Statistical analysis

All data are presented as mean values ± standard error of mean (SEM), which were compared within the various groups using one-way analysis of variance followed by Bonferroni post hoc tests and the non-parametric Mann-Whitney U test as appropriate. P<0.05 was considered to indicate a statistically significant difference.

Results

After successful modeling of pneumoperitoneum in the experimental animals (all rats survived until the end of the experiment), we measured blood oxidative stress markers upon different postconditioning settings.
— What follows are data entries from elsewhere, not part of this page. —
//! Integration tests for `SqliteStore` against an in-memory database.

use chrono::{Duration, TimeZone, Utc};
use scholar_core::{
  document::Document,
  forum::NewEvent,
  publication::{NewPublication, PublicationKind},
  scholar::{MilestoneKind, NewScholar},
  session::{PasswordReset, Session},
  store::PortalStore,
  upcoming::{Category, find_nearest_upcoming},
  user::{NewUser, Role},
};
use uuid::Uuid;

use crate::SqliteStore;

async fn store() -> SqliteStore {
  SqliteStore::open_in_memory()
    .await
    .expect("in-memory store")
}

fn new_user(email: &str, role: Role) -> NewUser {
  NewUser {
    email:         email.into(),
    name:          email.split('@').next().unwrap_or(email).into(),
    role,
    password_hash: "$argon2id$placeholder".into(),
  }
}

fn new_scholar(user_id: Uuid, supervisor_id: Option<Uuid>) -> NewScholar {
  NewScholar {
    user_id,
    supervisor_id,
    enrollment_number: "PHD-2024-001".into(),
    department:        "Computer Science".into(),
    research_area:     Some("Distributed systems".into()),
    joined_on:         None,
  }
}

// ─── Users ───────────────────────────────────────────────────────────────────

#[tokio::test]
async fn create_and_get_user() {
  let s = store().await;

  let user = s.create_user(new_user("ada@uni.edu", Role::Supervisor)).await.unwrap();
  let fetched = s.get_user(user.user_id).await.unwrap().unwrap();
  assert_eq!(fetched.email, "ada@uni.edu");
  assert_eq!(fetched.role, Role::Supervisor);
  assert_eq!(fetched.password_hash, "$argon2id$placeholder");
  assert!(fetched.is_active());

  let by_email = s.find_user_by_email("ada@uni.edu").await.unwrap().unwrap();
  assert_eq!(by_email.user_id, user.user_id);
}

#[tokio::test]
async fn duplicate_email_is_rejected() {
  let s = store().await;
  s.create_user(new_user("dup@uni.edu", Role::Scholar)).await.unwrap();
  let err = s.create_user(new_user("dup@uni.edu", Role::Admin)).await;
  assert!(matches!(err, Err(crate::Error::Database(_))));
}

#[tokio::test]
async fn list_users_skips_deleted_and_filters_role() {
  let s = store().await;
  s.create_user(new_user("a@uni.edu", Role::Scholar)).await.unwrap();
  let b = s.create_user(new_user("b@uni.edu", Role::Scholar)).await.unwrap();
  s.create_user(new_user("c@uni.edu", Role::Admin)).await.unwrap();

  assert!(s.soft_delete_user(b.user_id).await.unwrap());
  assert!(!s.soft_delete_user(b.user_id).await.unwrap());

  let all = s.list_users(None).await.unwrap();
  assert_eq!(all.len(), 2);
  let scholars = s.list_users(Some(Role::Scholar)).await.unwrap();
  assert_eq!(scholars.len(), 1);
  assert_eq!(scholars[0].email, "a@uni.edu");

  let deleted = s.get_user(b.user_id).await.unwrap().unwrap();
  assert!(!deleted.is_active());
}

#[tokio::test]
async fn set_password_hash_for_missing_user_errors() {
  let s = store().await;
  let err = s.set_password_hash(Uuid::new_v4(), "x".into()).await.unwrap_err();
  assert!(matches!(err, crate::Error::UserNotFound(_)));
}

// ─── Sessions & resets ───────────────────────────────────────────────────────

#[tokio::test]
async fn sessions_roundtrip_and_revoke() {
  let s = store().await;
  let user = s.create_user(new_user("s@uni.edu", Role::Scholar)).await.unwrap();
  let now = Utc::now();

  for hash in ["h1", "h2"] {
    s.create_session(Session {
      token_hash: hash.into(),
      user_id:    user.user_id,
      created_at: now,
      expires_at: now + Duration::hours(1),
    })
    .await
    .unwrap();
  }

  let got = s.get_session("h1").await.unwrap().unwrap();
  assert_eq!(got.user_id, user.user_id);

  s.delete_session("h1").await.unwrap();
  assert!(s.get_session("h1").await.unwrap().is_none());
  assert!(s.get_session("h2").await.unwrap().is_some());

  s.delete_user_sessions(user.user_id).await.unwrap();
  assert!(s.get_session("h2").await.unwrap().is_none());
}

#[tokio::test]
async fn reset_token_redeems_once() {
  let s = store().await;
  let user = s.create_user(new_user("r@uni.edu", Role::Scholar)).await.unwrap();
  let now = Utc::now();

  s.create_password_reset(PasswordReset {
    token_hash: "reset".into(),
    user_id:    user.user_id,
    created_at: now,
    expires_at: now + Duration::minutes(30),
    used_at:    None,
  })
  .await
  .unwrap();

  let first = s.redeem_password_reset("reset", now).await.unwrap().unwrap();
  assert_eq!(first.user_id, user.user_id);
  assert!(first.used_at.is_some());

  assert!(s.redeem_password_reset("reset", now).await.unwrap().is_none());
  assert!(s.redeem_password_reset("unknown", now).await.unwrap().is_none());
}

#[tokio::test]
async fn expired_reset_token_is_not_redeemable() {
  let s = store().await;
  let user = s.create_user(new_user("e@uni.edu", Role::Scholar)).await.unwrap();
  let issued = Utc.with_ymd_and_hms(2030, 1, 1, 0, 0, 0).unwrap();

  s.create_password_reset(PasswordReset {
    token_hash: "old".into(),
    user_id:    user.user_id,
    created_at: issued,
    expires_at: issued + Duration::minutes(30),
    used_at:    None,
  })
  .await
  .unwrap();

  let later = issued + Duration::hours(2);
  assert!(s.redeem_password_reset("old", later).await.unwrap().is_none());
}

// ─── Scholars ────────────────────────────────────────────────────────────────

#[tokio::test]
async fn scholar_document_roundtrip() {
  let s = store().await;
  let owner = s.create_user(new_user("phd@uni.edu", Role::Scholar)).await.unwrap();

  let scholar = s.create_scholar(new_scholar(owner.user_id, None)).await.unwrap();
  let at = Utc.with_ymd_and_hms(2031, 2, 1, 10, 0, 0).unwrap();
  let edited = s
    .update_scholar(scholar.scholar_id, move |sch| {
      sch.schedule_meeting(at, Some("Progress review".into()));
      sch.schedule_milestone(MilestoneKind::ThesisSubmission, at)?;
      Ok::<_, scholar_core::Error>(sch.clone())
    })
    .await
    .unwrap()
    .unwrap()
    .unwrap();

  let fetched = s.get_scholar(scholar.scholar_id).await.unwrap().unwrap();
  assert_eq!(fetched, edited);
  assert_eq!(fetched.dc_meetings.as_ref().map(Vec::len), Some(1));

  let by_user = s.find_scholar_by_user(owner.user_id).await.unwrap().unwrap();
  assert_eq!(by_user.scholar_id, scholar.scholar_id);
}

#[tokio::test]
async fn update_missing_scholar_is_none() {
  let s = store().await;
  let outcome = s
    .update_scholar(Uuid::new_v4(), |_| Ok::<_, scholar_core::Error>(()))
    .await
    .unwrap();
  assert!(outcome.is_none());
}

#[tokio::test]
async fn failed_edit_writes_nothing() {
  let s = store().await;
  let owner = s.create_user(new_user("x@uni.edu", Role::Scholar)).await.unwrap();
  let scholar = s.create_scholar(new_scholar(owner.user_id, None)).await.unwrap();

  let at = Utc.with_ymd_and_hms(2030, 1, 1, 0, 0, 0).unwrap();
  let outcome = s
    .update_scholar(scholar.scholar_id, move |sch| {
      sch.schedule_meeting(at, None);
      sch.milestone_mut(MilestoneKind::VivaVoce).map(|_| ())
    })
    .await
    .unwrap()
    .unwrap();
  assert!(matches!(
    outcome,
    Err(scholar_core::Error::MilestoneNotScheduled(MilestoneKind::VivaVoce))
  ));

  let fetched = s.get_scholar(scholar.scholar_id).await.unwrap().unwrap();
  assert_eq!(fetched.dc_meetings, None);
}

#[tokio::test]
async fn concurrent_edits_are_all_kept() {
  let s = store().await;
  let owner = s.create_user(new_user("busy@uni.edu", Role::Scholar)).await.unwrap();
  let scholar = s.create_scholar(new_scholar(owner.user_id, None)).await.unwrap();
  let id = scholar.scholar_id;

  let tasks: Vec<_> = (1..=8)
    .map(|day| {
      let s = s.clone();
      tokio::spawn(async move {
        let at = Utc.with_ymd_and_hms(2030, 1, day, 0, 0, 0).unwrap();
        s.update_scholar(id, move |sch| {
          Ok::<_, scholar_core::Error>(sch.schedule_meeting(at, None).meeting_id)
        })
        .await
      })
    })
    .collect();
  for task in tasks {
    task.await.unwrap().unwrap().unwrap().unwrap();
  }

  let fetched = s.get_scholar(id).await.unwrap().unwrap();
  assert_eq!(fetched.dc_meetings.map(|m| m.len()), Some(8));
}

#[tokio::test]
async fn linked_scholars_resolve_soft_deleted_owner_to_none() {
  let s = store().await;
  let live = s.create_user(new_user("live@uni.edu", Role::Scholar)).await.unwrap();
  let gone = s.create_user(new_user("gone@uni.edu", Role::Scholar)).await.unwrap();
  s.create_scholar(new_scholar(live.user_id, None)).await.unwrap();
  s.create_scholar(new_scholar(gone.user_id, None)).await.unwrap();
  s.create_scholar(new_scholar(Uuid::new_v4(), None)).await.unwrap();
  s.soft_delete_user(gone.user_id).await.unwrap();

  let linked = s.list_linked_scholars().await.unwrap();
  assert_eq!(linked.len(), 3);
  assert_eq!(
    linked[0].owner.as_ref().map(|o| o.user_id),
    Some(live.user_id)
  );
  assert!(linked[1].owner.is_none());
  assert!(linked[2].owner.is_none());
}

#[tokio::test]
async fn upcoming_over_stored_snapshot() {
  let s = store().await;
  let now = Utc.with_ymd_and_hms(2029, 1, 1, 0, 0, 0).unwrap();

  let mut expected = Vec::new();
  for (email, month) in [("late@uni.edu", 9), ("early@uni.edu", 3)] {
    let user = s.create_user(new_user(email, Role::Scholar)).await.unwrap();
    let scholar = s.create_scholar(new_scholar(user.user_id, None)).await.unwrap();
    let at = Utc.with_ymd_and_hms(2029, month, 1, 0, 0, 0).unwrap();
    s.update_scholar(scholar.scholar_id, move |sch| {
      sch.schedule_meeting(at, None);
      Ok::<_, scholar_core::Error>(())
    })
    .await
    .unwrap()
    .unwrap()
    .unwrap();
    expected.push(scholar.scholar_id);
  }
  expected.reverse();

  let snapshot = s.list_linked_scholars().await.unwrap();
  let entries = find_nearest_upcoming(
    &snapshot,
    now,
    |sch| Category::Meetings.extract(sch),
    |_| true,
  );
  let ids: Vec<_> = entries.iter().map(|e| e.scholar_id).collect();
  assert_eq!(ids, expected);
}

// ─── Publications ────────────────────────────────────────────────────────────

#[tokio::test]
async fn publications_list_newest_year_first() {
  let s = store().await;
  let owner = s.create_user(new_user("pub@uni.edu", Role::Scholar)).await.unwrap();
  let scholar = s.create_scholar(new_scholar(owner.user_id, None)).await.unwrap();

  for year in [2021, 2024, 2022] {
    s.add_publication(NewPublication {
      scholar_id: scholar.scholar_id,
      title:      format!("Paper {year}"),
      authors:    vec!["A. Scholar".into()],
      venue:      "Journal of Things".into(),
      year,
      kind:       PublicationKind::Journal,
      doi:        None,
    })
    .await
    .unwrap();
  }

  let pubs = s.list_publications(scholar.scholar_id).await.unwrap();
  let years: Vec<_> = pubs.iter().map(|p| p.year).collect();
  assert_eq!(years, [2024, 2022, 2021]);

  assert!(s.delete_publication(pubs[0].publication_id).await.unwrap());
  assert!(s.get_publication(pubs[0].publication_id).await.unwrap().is_none());
}

// ─── Events & threads ────────────────────────────────────────────────────────

#[tokio::test]
async fn events_filter_and_cascade_comments() {
  let s = store().await;
  let admin = s.create_user(new_user("admin@uni.edu", Role::Admin)).await.unwrap();
  let base = Utc.with_ymd_and_hms(2030, 1, 1, 0, 0, 0).unwrap();

  let past = s
    .create_event(NewEvent {
      title:       "Orientation".into(),
      description: "Welcome".into(),
      starts_at:   base - Duration::days(10),
      location:    None,
      created_by:  admin.user_id,
    })
    .await
    .unwrap();
  let future = s
    .create_event(NewEvent {
      title:       "Colloquium".into(),
      description: "Talks".into(),
      starts_at:   base + Duration::days(10),
      location:    Some("Hall B".into()),
      created_by:  admin.user_id,
    })
    .await
    .unwrap();

  let upcoming = s.list_events(Some(base)).await.unwrap();
  assert_eq!(upcoming.len(), 1);
  assert_eq!(upcoming[0].event_id, future.event_id);
  assert_eq!(s.list_events(None).await.unwrap()[0].event_id, past.event_id);

  s.add_comment(future.event_id, admin.user_id, "first".into()).await.unwrap();
  s.add_comment(future.event_id, admin.user_id, "second".into()).await.unwrap();
  let comments = s.list_comments(future.event_id).await.unwrap();
  assert_eq!(
    comments.iter().map(|c| c.body.as_str()).collect::<Vec<_>>(),
    ["first", "second"]
  );

  assert!(s.delete_event(future.event_id).await.unwrap());
  assert!(s.list_comments(future.event_id).await.unwrap().is_empty());
  assert!(!s.delete_event(future.event_id).await.unwrap());
}

#[tokio::test]
async fn threads_and_posts() {
  let s = store().await;
  let user = s.create_user(new_user("t@uni.edu", Role::Scholar)).await.unwrap();

  let first = s.create_thread("Lab access".into(), user.user_id).await.unwrap();
  let second = s.create_thread("Thesis template".into(), user.user_id).await.unwrap();

  let threads = s.list_threads().await.unwrap();
  assert_eq!(threads[0].thread_id, second.thread_id);
  assert_eq!(threads[1].thread_id, first.thread_id);

  s.add_post(first.thread_id, user.user_id, "Who has the key?".into()).await.unwrap();
  s.add_post(first.thread_id, user.user_id, "Found it.".into()).await.unwrap();
  let posts = s.list_posts(first.thread_id).await.unwrap();
  assert_eq!(posts.len(), 2);
  assert_eq!(posts[1].body, "Found it.");
}

// ─── Documents ───────────────────────────────────────────────────────────────

#[tokio::test]
async fn documents_count_shared_hashes() {
  let s = store().await;
  let owner = s.create_user(new_user("doc@uni.edu", Role::Scholar)).await.unwrap();
  let scholar = s.create_scholar(new_scholar(owner.user_id, None)).await.unwrap();

  let make = |name: &str| Document {
    document_id:  Uuid::new_v4(),
    scholar_id:   scholar.scholar_id,
    file_name:    name.into(),
    media_type:   "application/pdf".into(),
    content_hash: "abc123".into(),
    size:         42,
    uploaded_by:  owner.user_id,
    uploaded_at:  Utc::now(),
  };
  let a = make("synopsis.pdf");
  let b = make("synopsis-copy.pdf");
  s.add_document(a.clone()).await.unwrap();
  s.add_document(b.clone()).await.unwrap();

  assert_eq!(s.count_documents_with_hash("abc123").await.unwrap(), 2);
  assert_eq!(s.list_documents(scholar.scholar_id).await.unwrap().len(), 2);

  assert!(s.delete_document(a.document_id).await.unwrap());
  assert_eq!(s.count_documents_with_hash("abc123").await.unwrap(), 1);
  assert_eq!(s.get_document(b.document_id).await.unwrap(), Some(b));
}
Analysis of MDA levels after 30 min showed significant upregulation in all experimental groups compared to sham group (Fig. S1A). At 2 and 6 h, the levels of MDA in the post-5 group were significantly decreased (72.11±2.85 nmol/ml after 2 h and 74.43±1.24 nmol/ml after 6 h) compared with the TV/PP group at both 2 and 6 h, and post-2.5 group at 6 h (Fig. 1A and B; P<0.05). In the TV/PP group, the level of MDA was significantly increased compared to the Sham and Post-5 groups (Fig. 1A and B; P<0.05), and maximum level of 89.58±7.87 nmol/ml was shown after 6 h (Fig. 1C; P<0.05).

Figure 1 Blood levels of MDA in the Sham, TV/PP, Post-5 and Post-2.5 groups after (A) 2 and (B) 6 h of pneumoperitoneum. (C) Dynamics of the blood MDA levels in the TV/PP and Post-5 animal groups. *P<0.05. MDA, malondialdehyde; TV/PP, transvaginal pneumoperitoneum.

Next, we sought to analyze levels of GSH in the studied animals. Our experiment demonstrated that GSH blood levels were decreased in the TV/PP group (847.25±86.17 nmol/ml) compared to the Sham (1,075.86±48.92 nmol/ml), Post-5 (1,051.13±92.14 nmol/ml) and Post-2.5 (1,008.32±94.67 nmol/ml) groups after 30 min (Fig. 2A; P<0.05 for TV/PP vs. Sham or Post-5). After 2 and 6 h there were no marked differences in GSH level between the groups (Fig. S1B and C). Additionally, analysis of the levels of SH demonstrated that levels of blood SH were markedly increased in Post-5 groups (47.30±4.81 nmol/ml after 30 min and 54.22±5.33 nmol/ml after 2 h) in comparison to the Sham, TV/PP and Post-2.5 groups (Fig. 2B-D). Animals in the Post-2.5 group demonstrated significant reduction of blood SH levels after 30 min (36.75±6.5), 2 h (38.21±2.7) and 6 h (44.52±4.1) compared to the TV/PP and Post-5 groups (Fig. 2B-D; P<0.05).

Figure 2 (A) Blood levels of GSH in the Sham, TV/PP, Post-5 and Post-2.5 groups after 30 min of pneumoperitoneum. (B-D) Levels of SH groups after 30 min (B), 2 h (C) and 6 h (D) of pneumoperitoneum. *P<0.05. GSH, reduced glutathione; SH, sulfhydryl groups; TV/PP, transvaginal pneumoperitoneum.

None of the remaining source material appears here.